(Data items)
● ● ● ● ● ● ●
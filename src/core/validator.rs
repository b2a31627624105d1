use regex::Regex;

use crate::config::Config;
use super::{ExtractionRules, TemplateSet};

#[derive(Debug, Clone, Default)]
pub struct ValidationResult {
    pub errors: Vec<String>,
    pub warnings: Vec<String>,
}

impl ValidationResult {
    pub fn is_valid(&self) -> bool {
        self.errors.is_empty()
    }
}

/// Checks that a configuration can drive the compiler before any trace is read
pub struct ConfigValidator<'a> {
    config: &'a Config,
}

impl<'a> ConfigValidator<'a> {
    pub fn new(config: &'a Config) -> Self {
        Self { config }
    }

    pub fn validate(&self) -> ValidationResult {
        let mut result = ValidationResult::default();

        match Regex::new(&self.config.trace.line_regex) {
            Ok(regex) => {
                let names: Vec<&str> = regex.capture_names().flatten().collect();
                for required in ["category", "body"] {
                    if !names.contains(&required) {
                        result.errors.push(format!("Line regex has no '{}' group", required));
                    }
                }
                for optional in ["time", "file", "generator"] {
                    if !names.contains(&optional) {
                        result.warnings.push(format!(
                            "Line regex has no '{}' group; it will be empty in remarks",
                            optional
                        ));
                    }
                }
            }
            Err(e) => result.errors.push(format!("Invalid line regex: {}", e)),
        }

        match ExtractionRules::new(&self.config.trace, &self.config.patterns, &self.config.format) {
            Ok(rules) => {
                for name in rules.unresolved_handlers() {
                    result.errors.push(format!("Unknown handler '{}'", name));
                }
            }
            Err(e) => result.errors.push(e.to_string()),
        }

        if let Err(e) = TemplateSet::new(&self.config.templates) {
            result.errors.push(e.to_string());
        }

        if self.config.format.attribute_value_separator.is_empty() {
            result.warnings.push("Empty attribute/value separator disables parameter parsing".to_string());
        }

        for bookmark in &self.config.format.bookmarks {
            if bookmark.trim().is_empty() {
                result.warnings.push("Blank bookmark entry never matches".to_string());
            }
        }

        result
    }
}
● ● ● ● ● ● ●
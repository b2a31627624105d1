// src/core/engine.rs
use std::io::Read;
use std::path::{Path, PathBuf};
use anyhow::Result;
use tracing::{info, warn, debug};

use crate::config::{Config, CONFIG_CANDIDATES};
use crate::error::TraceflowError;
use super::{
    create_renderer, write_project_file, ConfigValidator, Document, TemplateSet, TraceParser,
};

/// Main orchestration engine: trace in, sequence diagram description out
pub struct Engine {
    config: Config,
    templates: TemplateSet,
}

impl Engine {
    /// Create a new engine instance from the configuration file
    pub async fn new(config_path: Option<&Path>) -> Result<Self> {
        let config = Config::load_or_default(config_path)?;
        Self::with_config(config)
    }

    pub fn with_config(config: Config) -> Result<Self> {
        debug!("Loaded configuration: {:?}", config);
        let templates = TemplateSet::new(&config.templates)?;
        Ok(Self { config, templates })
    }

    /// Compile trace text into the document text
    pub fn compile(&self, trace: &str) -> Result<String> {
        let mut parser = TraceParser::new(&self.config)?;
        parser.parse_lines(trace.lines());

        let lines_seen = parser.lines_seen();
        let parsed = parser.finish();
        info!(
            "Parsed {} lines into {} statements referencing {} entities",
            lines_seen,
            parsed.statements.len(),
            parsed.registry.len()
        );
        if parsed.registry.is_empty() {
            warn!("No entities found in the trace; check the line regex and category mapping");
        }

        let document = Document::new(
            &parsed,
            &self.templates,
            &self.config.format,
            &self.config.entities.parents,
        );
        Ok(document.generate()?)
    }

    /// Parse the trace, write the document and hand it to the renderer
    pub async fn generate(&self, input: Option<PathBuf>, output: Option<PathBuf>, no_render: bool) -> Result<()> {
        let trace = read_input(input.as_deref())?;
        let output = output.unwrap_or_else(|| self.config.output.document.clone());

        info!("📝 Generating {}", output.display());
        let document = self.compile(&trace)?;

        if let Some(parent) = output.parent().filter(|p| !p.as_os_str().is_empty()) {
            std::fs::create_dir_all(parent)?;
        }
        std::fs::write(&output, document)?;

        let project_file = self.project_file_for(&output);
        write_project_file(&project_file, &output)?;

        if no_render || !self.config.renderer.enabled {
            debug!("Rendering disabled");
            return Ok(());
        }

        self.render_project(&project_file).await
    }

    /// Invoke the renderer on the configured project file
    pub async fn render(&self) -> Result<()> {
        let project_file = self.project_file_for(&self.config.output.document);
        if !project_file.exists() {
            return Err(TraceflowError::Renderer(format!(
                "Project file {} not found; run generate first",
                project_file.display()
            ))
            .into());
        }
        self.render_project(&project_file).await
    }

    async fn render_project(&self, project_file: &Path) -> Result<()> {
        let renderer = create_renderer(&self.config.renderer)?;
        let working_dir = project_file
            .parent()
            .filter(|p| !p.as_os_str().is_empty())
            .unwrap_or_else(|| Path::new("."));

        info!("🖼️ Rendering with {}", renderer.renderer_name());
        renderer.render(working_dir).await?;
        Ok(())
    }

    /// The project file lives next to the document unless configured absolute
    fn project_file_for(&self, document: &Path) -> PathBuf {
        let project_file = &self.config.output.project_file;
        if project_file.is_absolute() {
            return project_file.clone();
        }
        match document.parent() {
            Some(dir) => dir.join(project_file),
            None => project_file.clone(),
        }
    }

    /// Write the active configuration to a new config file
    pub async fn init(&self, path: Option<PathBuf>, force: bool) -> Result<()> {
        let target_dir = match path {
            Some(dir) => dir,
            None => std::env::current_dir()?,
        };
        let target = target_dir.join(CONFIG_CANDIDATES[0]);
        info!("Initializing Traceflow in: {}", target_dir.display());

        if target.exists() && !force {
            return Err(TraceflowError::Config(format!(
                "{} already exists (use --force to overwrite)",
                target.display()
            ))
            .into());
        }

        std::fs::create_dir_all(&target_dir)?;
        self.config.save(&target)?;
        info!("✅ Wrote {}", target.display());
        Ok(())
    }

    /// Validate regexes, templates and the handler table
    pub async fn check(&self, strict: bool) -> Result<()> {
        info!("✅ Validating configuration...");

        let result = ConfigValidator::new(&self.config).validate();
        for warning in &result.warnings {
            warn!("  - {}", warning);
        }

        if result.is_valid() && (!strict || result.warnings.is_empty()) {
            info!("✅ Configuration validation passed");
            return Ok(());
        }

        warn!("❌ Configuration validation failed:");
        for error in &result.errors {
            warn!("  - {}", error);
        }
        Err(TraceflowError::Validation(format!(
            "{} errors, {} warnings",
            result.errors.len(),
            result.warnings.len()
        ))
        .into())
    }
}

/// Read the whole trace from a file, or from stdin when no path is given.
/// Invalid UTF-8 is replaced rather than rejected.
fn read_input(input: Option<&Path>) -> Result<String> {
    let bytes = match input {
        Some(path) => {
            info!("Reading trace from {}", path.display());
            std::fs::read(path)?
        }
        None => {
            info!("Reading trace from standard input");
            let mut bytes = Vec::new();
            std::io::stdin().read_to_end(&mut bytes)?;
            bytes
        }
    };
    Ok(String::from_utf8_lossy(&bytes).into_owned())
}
● ● ● ● ● ● ●
Show all of the lines above in which "TemplateSet" is present.

→ Answer box:
use super::{ExtractionRules, TemplateSet};
        if let Err(e) = TemplateSet::new(&self.config.templates) {
    create_renderer, write_project_file, ConfigValidator, Document, TemplateSet, TraceParser,
    templates: TemplateSet,
        let templates = TemplateSet::new(&config.templates)?;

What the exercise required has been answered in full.